Jesus entered Jerusalem, claimed his kingship, and and then left his followers behind with his person and spirit living within each one. In his physical absence, the kingdom would rely upon his assigned servants. Jesus was not going to be a political force in the form of a king that they knew. We have much  the same difficulty as men and women of a democratic republic in understanding God’s relationship to us. So too did the Jewish people in their proxy rule from the Romans over the religious charge of the Sanhedrin. Jesus planted the parable to mirror their experience.

Jesus’ analogy regarding going to a foreign over-ruler to obtain his kingship fit the historical reality of the Jews. Herodian princes had traveled to Caesar to get their papers to be kings of the Jewish people. The Jews often objected to this leadership and had regularly sent word to Caesar. But, the decisions were made anyway. They were still assigned as kings over the Jewish people.

So, what do we do with the coin analogy and the eventual oddity of pleasing the king with measured success in investment or else suffer severe punishment? How does this fit our cultural reality, our melting pot citizenship?

The coins represent our God-given talents and our knowledge of and relationship to God, infused in us from the Holy Spirit. The commentators on scripture tell us that much. Our knowledge is expressed in the scriptures and teachings handed to us, and developed as doctrine over the ages. Our talents are ordered from our relationship with God. We are told by the parable that Jesus, our assigned king, expects us to trade in that information and those talents through a commerce in community. It’s more than just the information and gifts, really. We must live as a loving community. We must forgive. We must assist the weak. We do this by following the urging and voice of the Holy Spirit.

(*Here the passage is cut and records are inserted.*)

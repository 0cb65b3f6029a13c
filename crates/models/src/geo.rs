//! Coordinate helpers used by the responder view.

use crate::sos::Location;

const EARTH_RADIUS_KM: f64 = 6371.0;

/// Default map centre when no position is available (Manila).
pub const FALLBACK_LOCATION: Location = Location { lat: 14.5995, lng: 120.9842 };

/// Great-circle distance in kilometres (haversine).
pub fn distance_km(a: &Location, b: &Location) -> f64 {
    let d_lat = (b.lat - a.lat).to_radians();
    let d_lng = (b.lng - a.lng).to_radians();
    let h = (d_lat / 2.0).sin().powi(2)
        + a.lat.to_radians().cos() * b.lat.to_radians().cos() * (d_lng / 2.0).sin().powi(2);
    let c = 2.0 * h.sqrt().atan2((1.0 - h).sqrt());
    EARTH_RADIUS_KM * c
}

/// `"14.5995°, 120.9842°"`; non-finite input renders as unknown.
pub fn format_coordinates(loc: &Location) -> String {
    if !(loc.lat.is_finite() && loc.lng.is_finite()) {
        return "Unknown location".to_string();
    }
    format!("{:.4}°, {:.4}°", loc.lat, loc.lng)
}
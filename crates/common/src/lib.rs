//! Shared helpers for the SOS relay workspace: logging setup, runtime
//! directory checks and small response types used by more than one crate.

pub mod env;
pub mod types;
pub mod utils;

#[cfg(test)]
mod tests {
    use super::*;

    #[test]
    fn health_type_ok() {
        let h = types::Health { status: "ok" };
        assert_eq!(h.status, "ok");
    }

    #[test]
    fn message_body_serializes_message_key() {
        let body = types::MessageBody::new("CORS OK");
        let v = serde_json::to_value(&body).unwrap();
        assert_eq!(v, serde_json::json!({"message": "CORS OK"}));
    }
}
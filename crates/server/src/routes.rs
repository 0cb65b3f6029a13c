pub mod sos;

use axum::{
    extract::Request,
    http::{header, Method, StatusCode},
    middleware::{self, Next},
    response::{IntoResponse, Response},
    routing::{delete, get, post},
    Json, Router,
};
use common::types::{Health, MessageBody};
use models::api::MSG_CORS_OK;
use tower_http::{
    cors::CorsLayer,
    trace::{DefaultMakeSpan, DefaultOnFailure, DefaultOnRequest, DefaultOnResponse, TraceLayer},
};
use tracing::Level;

use crate::errors::JsonApiError;
use crate::state::AppState;

pub async fn health() -> Json<Health> {
    Json(Health { status: "ok" })
}

async fn metrics() -> Result<String, JsonApiError> {
    service::metrics::render().map_err(|e| {
        tracing::error!(error = %e, "metrics encoding failed");
        JsonApiError::internal()
    })
}

async fn not_found() -> JsonApiError {
    JsonApiError::new(StatusCode::NOT_FOUND, "Not Found")
}

/// Answer every `OPTIONS` request with a 200 acknowledgement, whatever the path.
pub async fn preflight(req: Request, next: Next) -> Response {
    if req.method() != Method::OPTIONS {
        return next.run(req).await;
    }
    (
        StatusCode::OK,
        [
            (header::ACCESS_CONTROL_ALLOW_ORIGIN, "*"),
            (header::ACCESS_CONTROL_ALLOW_METHODS, "GET, POST, DELETE, OPTIONS"),
            (header::ACCESS_CONTROL_ALLOW_HEADERS, "Content-Type"),
        ],
        Json(MessageBody::new(MSG_CORS_OK)),
    )
        .into_response()
}

pub fn build_cors() -> CorsLayer {
    CorsLayer::permissive()
}

/// Build the full application router.
pub fn build_router(state: AppState, cors: CorsLayer) -> Router {
    let api = Router::new()
        .route("/sos", post(sos::submit_sos).get(sos::list_sos))
        .route("/sos/:id/resolve", post(sos::resolve_sos))
        .route("/sos/:id", delete(sos::delete_sos));

    Router::new()
        .route("/health", get(health))
        .route("/metrics", get(metrics))
        .merge(api)
        .fallback(not_found)
        .with_state(state)
        .layer(cors)
        .layer(middleware::from_fn(preflight))
        .layer(
            TraceLayer::new_for_http()
                // 每次请求创建 span，包含方法和路径等，日志级别为 INFO
                .make_span_with(DefaultMakeSpan::new().level(Level::INFO).include_headers(false))
                .on_request(DefaultOnRequest::new().level(Level::INFO))
                // 响应返回时打点，包含状态码与耗时
                .on_response(DefaultOnResponse::new().level(Level::INFO).include_headers(false))
                // 失败（5xx 等）时以 ERROR 记录
                .on_failure(DefaultOnFailure::new().level(Level::ERROR)),
        )
}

The underpinnings of our national democratic republic, our human society, was built upon our ancestor’s many practices and understanding of their faith. Their prayerful interaction with a benevolent and just God provides the foundation for the innumerable systems of commerce that make up our society. It’s not a far stretch at all to see God included in every aspect of our nation’s progress. Subsequently, all of us, across a myriad of religious expressions, have been given golden nuggets of both talents and information that must be exercised, exchanged, and built up. Our presence as a beacon of God’s pleasure and relationship to us should not be hidden, ignored, or discarded. We are more like the Jewish nation that we may realize.

While the number of folks in our society, a nation “under God,” do not accept the premise, the premise is acceptable anyway. We await the return of a king that comes later. Jesus' parable explains that if we reject the expectations ofJesus the Christ as our king when he comes we will suffer a necessary eradication, because there is only one kingdom. Refusing to serve the king who loves us means an exile without freedom. Our nation is just one of many nations, few who owe their eventual fealty to a returning king. 

That means all nations, and all of us will bow before him on his return. Until he returns many will choose to disregard the premise. They don't believe it, or don't want to arrange their lives under an expectation of living a life led by the Holy Spirit.

In fact, Jesus is the only king Americans could ever accept. We understand the frailty of our leaders, and properly assign them as servants of the republic. They are not kings. They are not gods. We, and they, are only temporary stewards. We are in a unique position as deniers of monarchies, rejectors of dictatorships, and warriors against despots. Some of us grasp that only the one true God could rule us. We Christians believe God will be revealed in the glorified return of Jesus Christ. Only he could be our king. Non-believers will benefit from this reality, if we maintain the foundation of our nation and courageous ancestors. Believers continue to pray that this will be so for all of us. 

Because the king has been named, and he is coming. Our ancestors watch to see what we will do.